** Opening DATA TO USE block **

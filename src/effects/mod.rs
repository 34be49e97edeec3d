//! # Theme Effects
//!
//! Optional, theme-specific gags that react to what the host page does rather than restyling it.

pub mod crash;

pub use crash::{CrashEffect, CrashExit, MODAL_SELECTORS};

** Closing DATA TO USE block **

- EXERCISE REQUIREMENTS
Copy all the entries verbatim.

- COMPLETED EXERCISE
filename src/effects/mod.rs
repository 34be49e97edeec3d
//! # Theme Effects
//!
//! Optional, theme-specific gags that react to what the host page does rather than restyling it.

pub mod crash;

pub use crash::{CrashEffect, CrashExit, MODAL_SELECTORS};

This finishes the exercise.